Later Puranic texts reinterpret his origins, making him more fearsome and powerful, as well as associating him with personifications of malevolent forces such as Adharma (unrighteousness), Krodha (anger), Himsa (violence), Mithya (falsehood), Durukti (slander), and Alakshmi (misfortune). The Kalki Purāṇa focus on his role as the nemesis of Kalki, the tenth and final avatar of the Hindu preserver deity, Vishnu.

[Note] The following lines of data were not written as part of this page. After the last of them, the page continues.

use sales_dashboard::data::{session, NormalizeOptions};
use std::io::Write;
use std::path::Path;

#[test]
fn session_table_is_loaded_once() {
    let mut file = tempfile::Builder::new().suffix(".csv").tempfile().unwrap();
    writeln!(
        file,
        "product_name,category,discounted_price,actual_price,discount_percentage,rating,rating_count"
    )
    .unwrap();
    writeln!(file, "Cable,Electronics|Cables,₹399,\"₹1,099\",64%,4.2,\"24,269\"").unwrap();
    file.flush().unwrap();

    assert!(session::session().is_none());

    // a failed load leaves the cache empty
    let missing = Path::new("definitely/not/here.csv");
    assert!(session::load_session(missing, &NormalizeOptions::default()).is_err());
    assert!(session::session().is_none());

    let first = session::load_session(file.path(), &NormalizeOptions::default()).unwrap();
    assert_eq!(first.row_count(), 1);

    // once cached, the source is never read again
    let path = file.path().to_path_buf();
    drop(file);
    assert!(!path.exists());

    let second = session::load_session(&path, &NormalizeOptions::default()).unwrap();
    assert!(std::ptr::eq(first, second));

    let other = session::load_session(missing, &NormalizeOptions::default()).unwrap();
    assert!(std::ptr::eq(first, other));
    assert!(std::ptr::eq(first, session::session().unwrap()));
}
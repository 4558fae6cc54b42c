//! Statistics Calculator Module
//! Dashboard aggregates over the normalized sales table: headline metrics,
//! per-category breakdowns, the discount/rating scatter set and its trend line.

use crate::data::record::*;
use polars::prelude::*;
use serde::Serialize;
use statrs::statistics::Statistics;
use thiserror::Error;

/// Label used for rows whose `category` is missing.
pub const UNCATEGORIZED: &str = "(uncategorized)";

/// Default inclusive lower bound on discount for the scatter set.
pub const DEFAULT_MIN_SCATTER_DISCOUNT: f64 = 20.0;

#[derive(Error, Debug)]
pub enum StatsError {
    #[error("Polars error: {0}")]
    PolarsError(#[from] PolarsError),
}

/// The four metric-card values.
#[derive(Debug, Clone, Copy, PartialEq, Serialize)]
pub struct HeadlineMetrics {
    /// Mean `discount_percentage` (0-100 scale); `None` when no row has one.
    pub average_discount: Option<f64>,
    /// Mean of the present ratings only.
    pub average_rating: Option<f64>,
    pub total_reviews: f64,
    pub total_estimated_sales: f64,
}

/// One slice of the sales-share pie.
#[derive(Debug, Clone, PartialEq, Serialize)]
pub struct CategorySales {
    pub main_category: Option<String>,
    pub estimated_sales: f64,
    /// Fraction (0-1) of the total estimated sales.
    pub share: f64,
}

impl CategorySales {
    pub fn label(&self) -> &str {
        self.main_category.as_deref().unwrap_or(UNCATEGORIZED)
    }
}

/// One bar of the rating-by-category chart.
#[derive(Debug, Clone, PartialEq, Serialize)]
pub struct CategoryRating {
    pub main_category: Option<String>,
    /// `None` when no product in the category has a rating.
    pub average_rating: Option<f64>,
}

impl CategoryRating {
    pub fn label(&self) -> &str {
        self.main_category.as_deref().unwrap_or(UNCATEGORIZED)
    }
}

/// A product in the discount-vs-rating scatter set.
#[derive(Debug, Clone, PartialEq, Serialize)]
pub struct ScatterPoint {
    pub product_name: String,
    pub discount_percentage: f64,
    pub rating: f64,
    pub estimated_sales: f64,
}

/// Ordinary least squares fit of rating on discount.
#[derive(Debug, Clone, Copy, PartialEq, Serialize)]
pub struct TrendLine {
    pub slope: f64,
    pub intercept: f64,
    pub r_squared: f64,
    pub n: usize,
}

impl TrendLine {
    pub fn predict(&self, x: f64) -> f64 {
        self.intercept + self.slope * x
    }
}

/// Row filter of the scatter chart.
#[derive(Debug, Clone, Copy, PartialEq)]
pub struct ScatterFilter {
    pub min_discount: f64,
}

impl Default for ScatterFilter {
    fn default() -> Self {
        Self {
            min_discount: DEFAULT_MIN_SCATTER_DISCOUNT,
        }
    }
}

/// Stateless aggregate functions. Every call recomputes from the table.
pub struct StatsCalculator;

impl StatsCalculator {
    /// Means skip missing values; sums over no values are 0.
    pub fn headline_metrics(df: &DataFrame) -> Result<HeadlineMetrics, StatsError> {
        let out = df
            .clone()
            .lazy()
            .select([
                col(DISCOUNT_PERCENTAGE).mean().alias("average_discount"),
                col(RATING).mean().alias("average_rating"),
                col(RATING_COUNT).sum().alias("total_reviews"),
                col(ESTIMATED_SALES).sum().alias("total_estimated_sales"),
            ])
            .collect()?;

        let scalar = |name: &str| -> Result<Option<f64>, StatsError> {
            let column = out.column(name)?.cast(&DataType::Float64)?;
            Ok(column.f64()?.get(0))
        };

        Ok(HeadlineMetrics {
            average_discount: scalar("average_discount")?,
            average_rating: scalar("average_rating")?,
            total_reviews: scalar("total_reviews")?.unwrap_or(0.0),
            total_estimated_sales: scalar("total_estimated_sales")?.unwrap_or(0.0),
        })
    }

    /// Estimated sales summed per main category, sorted by category.
    ///
    /// Rows without a category form their own group, so the group totals
    /// always add up to the table total.
    pub fn sales_by_category(df: &DataFrame) -> Result<Vec<CategorySales>, StatsError> {
        let out = df
            .clone()
            .lazy()
            .group_by([col(MAIN_CATEGORY)])
            .agg([col(ESTIMATED_SALES).sum()])
            .sort_by_exprs([col(MAIN_CATEGORY)], SortMultipleOptions::default())
            .collect()?;

        let categories = out.column(MAIN_CATEGORY)?.str()?;
        let sales = out.column(ESTIMATED_SALES)?.cast(&DataType::Float64)?;
        let sales = sales.f64()?;

        let total: f64 = sales.into_iter().flatten().sum();

        Ok(categories
            .into_iter()
            .zip(sales.into_iter())
            .map(|(category, sales)| {
                let sales = sales.unwrap_or(0.0);
                CategorySales {
                    main_category: category.map(str::to_string),
                    estimated_sales: sales,
                    share: if total > 0.0 { sales / total } else { 0.0 },
                }
            })
            .collect())
    }

    /// Mean rating per main category, sorted by category.
    pub fn rating_by_category(df: &DataFrame) -> Result<Vec<CategoryRating>, StatsError> {
        let out = df
            .clone()
            .lazy()
            .group_by([col(MAIN_CATEGORY)])
            .agg([col(RATING).mean()])
            .sort_by_exprs([col(MAIN_CATEGORY)], SortMultipleOptions::default())
            .collect()?;

        let categories = out.column(MAIN_CATEGORY)?.str()?;
        let ratings = out.column(RATING)?.cast(&DataType::Float64)?;
        let ratings = ratings.f64()?;

        Ok(categories
            .into_iter()
            .zip(ratings.into_iter())
            .map(|(category, rating)| CategoryRating {
                main_category: category.map(str::to_string),
                average_rating: rating,
            })
            .collect())
    }

    /// Rows with sales, rating and discount all present, sales above zero
    /// and discount at or above the filter threshold.
    pub fn scatter_subset(df: &DataFrame, filter: ScatterFilter) -> Result<DataFrame, StatsError> {
        let subset = df
            .clone()
            .lazy()
            .filter(
                col(ESTIMATED_SALES)
                    .is_not_null()
                    .and(col(RATING).is_not_null())
                    .and(col(DISCOUNT_PERCENTAGE).is_not_null())
                    .and(col(ESTIMATED_SALES).gt(lit(0.0)))
                    .and(col(DISCOUNT_PERCENTAGE).gt_eq(lit(filter.min_discount))),
            )
            .collect()?;
        Ok(subset)
    }

    /// The scatter set as points carrying the product name for hover labels.
    pub fn scatter_points(
        df: &DataFrame,
        filter: ScatterFilter,
    ) -> Result<Vec<ScatterPoint>, StatsError> {
        let subset = Self::scatter_subset(df, filter)?;

        let names = subset.column(PRODUCT_NAME)?.str()?;
        let discount = subset.column(DISCOUNT_PERCENTAGE)?.f64()?;
        let rating = subset.column(RATING)?.f64()?;
        let sales = subset.column(ESTIMATED_SALES)?.f64()?;

        let points = (0..subset.height())
            .filter_map(|i| {
                Some(ScatterPoint {
                    product_name: names.get(i).unwrap_or_default().to_string(),
                    discount_percentage: discount.get(i)?,
                    rating: rating.get(i)?,
                    estimated_sales: sales.get(i)?,
                })
            })
            .collect();

        Ok(points)
    }

    /// OLS fit of rating on discount.
    ///
    /// `None` with fewer than two points or when every point has the same
    /// discount.
    pub fn trend_line(points: &[ScatterPoint]) -> Option<TrendLine> {
        if points.len() < 2 {
            return None;
        }

        let xs: Vec<f64> = points.iter().map(|p| p.discount_percentage).collect();
        let ys: Vec<f64> = points.iter().map(|p| p.rating).collect();

        let var_x = xs.iter().variance();
        if !(var_x > 0.0) {
            return None;
        }
        let var_y = ys.iter().variance();
        let cov = xs.iter().covariance(ys.iter());

        let slope = cov / var_x;
        let intercept = ys.iter().mean() - slope * xs.iter().mean();
        // A flat response is fitted exactly by the flat line
        let r_squared = if var_y > 0.0 {
            (cov * cov) / (var_x * var_y)
        } else {
            1.0
        };

        Some(TrendLine {
            slope,
            intercept,
            r_squared,
            n: points.len(),
        })
    }

    /// Marker diameters with area proportional to estimated sales; the
    /// largest seller gets `max_size`. Never smaller than one pixel.
    pub fn marker_sizes(points: &[ScatterPoint], max_size: f32) -> Vec<f32> {
        let max_sales = points
            .iter()
            .map(|p| p.estimated_sales)
            .fold(0.0_f64, f64::max);

        points
            .iter()
            .map(|p| {
                if max_sales > 0.0 {
                    (max_size * (p.estimated_sales / max_sales).sqrt() as f32).max(1.0)
                } else {
                    1.0
                }
            })
            .collect()
    }
}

At the close of the Kaliyuga, he is prophesied to face Kalki in a climactic battle that will end his reign and restore righteousness, restarting the cycle of four yugas.

==Mahabharata==
According to the Mahabharata, Kali was born as the fifteenth son of Kashyapa and his wife Muni. Kaśyapa, a prominent sage and progenitor, fathered sixteen sons, among whom Kali was classified as a deva-gandharva (a divine being associated with celestial musicians). His siblings included other gandharvas—Bhīmasena, Ugrasena, Suparṇa, Varuṇa, Dhṛtarāṣṭra, Gopati, Suvarcas, Satyavāk, Arkaparṇa, Prayuta, Viśruta, Citraratha, Śāliśiras, Parjanya, and Nārada.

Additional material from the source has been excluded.